SR-1: Must not crash, panic, or exhibit undefined behavior when processing any input file
SR-2: Must not crash, panic, or exhibit undefined behavior when parsing any magic file
SR-3: Must not read beyond allocated buffer boundaries
SR-4: Must not allow path traversal via CLI arguments
SR-5: Must not execute arbitrary code based on file contents or magic rule definitions
SR-6: Must not consume unbounded resources (memory, CPU) during evaluation
SR-7: Must not leak sensitive information from one file evaluation to another

2. Threat Model

2.1 Assets

Host system: The machine running libmagic-rs
File contents: Data being inspected (may be sensitive)
Magic rules: Definitions that drive file type detection

2.2 Threat Actors

Actor	Motivation	Capability
Malicious file author	Exploit the detection tool to gain code execution or cause DoS	Can craft arbitrary file contents
Malicious magic file author	Inject rules that cause crashes, resource exhaustion, or incorrect results	Can craft arbitrary magic rule syntax
Supply chain attacker	Compromise a dependency to inject malicious code	Can publish malicious crate versions

2.3 Attack Vectors

ID	Vector	Target SR
AV-1	Crafted file triggers buffer over-read	SR-1, SR-3
AV-2	Crafted file triggers integer overflow in offset calculation	SR-1, SR-3
AV-3	Deeply nested magic rules cause stack overflow	SR-1, SR-6
AV-4	Extremely large file causes memory exhaustion	SR-6
AV-5	Malformed magic file causes parser crash	SR-2
AV-6	CLI argument with path traversal reads unintended files	SR-4
AV-7	Compromised dependency introduces unsafe code	SR-5

3. Trust Boundaries

flowchart TD
    subgraph Untrusted["Untrusted Zone"]
        direction LR
        IF["Input Files<br/>(any content)"]
        MF["Magic Files<br/>(user or system)"]
        CA["CLI Arguments<br/>(user paths)"]
    end

    subgraph libmagic-rs["libmagic-rs (Trusted Zone)"]
        IO["I/O Layer<br/>mmap files, size limits"]
        CLI["CLI<br/>clap args, validates paths"]
        P["Parser<br/>validates magic syntax"]
        E["Evaluator<br/>bounds-checks all access"]
        O["Output<br/>formats results"]
    end

    IF -- "file bytes" --> IO
    MF -- "magic syntax" --> P
    CA -- "user paths" --> CLI
    IO -- "mapped buffer" --> E
    CLI -- "validated paths" --> IO
    P -- "validated AST" --> E
    E -- "match results" --> O

    style Untrusted fill:#4a1a1a,stroke:#ef5350,color:#e0e0e0,stroke-width:2px
    style libmagic-rs fill:#1b3d1b,stroke:#66bb6a,color:#e0e0e0,stroke-width:2px

All data crossing the trust boundary (file contents, magic file syntax, CLI arguments) is treated as untrusted and validated before use.
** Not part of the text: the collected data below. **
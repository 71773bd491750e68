use std::sync::Arc;

use axum::{
    Json, Router,
    extract::State,
    response::{IntoResponse, Response},
    routing::get,
};
use time::OffsetDateTime;
use uidir_api_types::TimestampResponse;

use super::{DatabaseHealth, RouterState, db_health_response};

pub const TIMESTAMP_ROUTE: &str = "/api/timestamp";

#[derive(Clone)]
pub struct HttpState {
    pub db: Arc<dyn DatabaseHealth>,
    pub environment: Arc<str>,
}

pub fn build_router() -> Router<RouterState> {
    Router::new()
        .route("/_health/db", get(public_health))
        .route(TIMESTAMP_ROUTE, get(timestamp))
}

async fn public_health(State(state): State<HttpState>) -> Response {
    db_health_response(state.db.check().await)
}

async fn timestamp(State(state): State<HttpState>) -> impl IntoResponse {
    Json(TimestampResponse {
        timestamp: OffsetDateTime::now_utc(),
        environment: state.environment.to_string(),
    })
}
4. Secure Design Principles (Saltzer and Schroeder)

Principle	How Applied
Economy of mechanism	Pure Rust with minimal dependencies. Simple parser-evaluator pipeline. No plugin system, no scripting, no network I/O.
Fail-safe defaults	Workspace lint `unsafe_code = "deny"` enforced project-wide via `Cargo.toml` (one vetted, SAFETY-commented memmap2 exception in `src/io/mod.rs`). Buffer access defaults to bounds-checked `.get()` returning `None` rather than panicking; `clippy::indexing_slicing` enforces this, with invariant-documented allows at provably-safe sites. Invalid magic rules are skipped, not executed.
Complete mediation	Every buffer access is bounds-checked. Every magic file is validated during parsing. Every CLI argument is validated by `clap`.
Open design	Fully open source (Apache-2.0). Security does not depend on obscurity. All security mechanisms are publicly documented.
Separation of privilege	Parser and evaluator are separate modules with distinct responsibilities. Parse errors cannot bypass evaluation safety checks.
Least privilege	The tool only reads files; it never writes, executes, or modifies them. No network access. No elevated permissions required.
Least common mechanism	No shared mutable state between file evaluations. Each evaluation operates on its own data. No global caches that could leak information.
Psychological acceptability	CLI follows GNU `file` conventions. Error messages are descriptive and actionable. Default behavior is safe (built-in rules, no network).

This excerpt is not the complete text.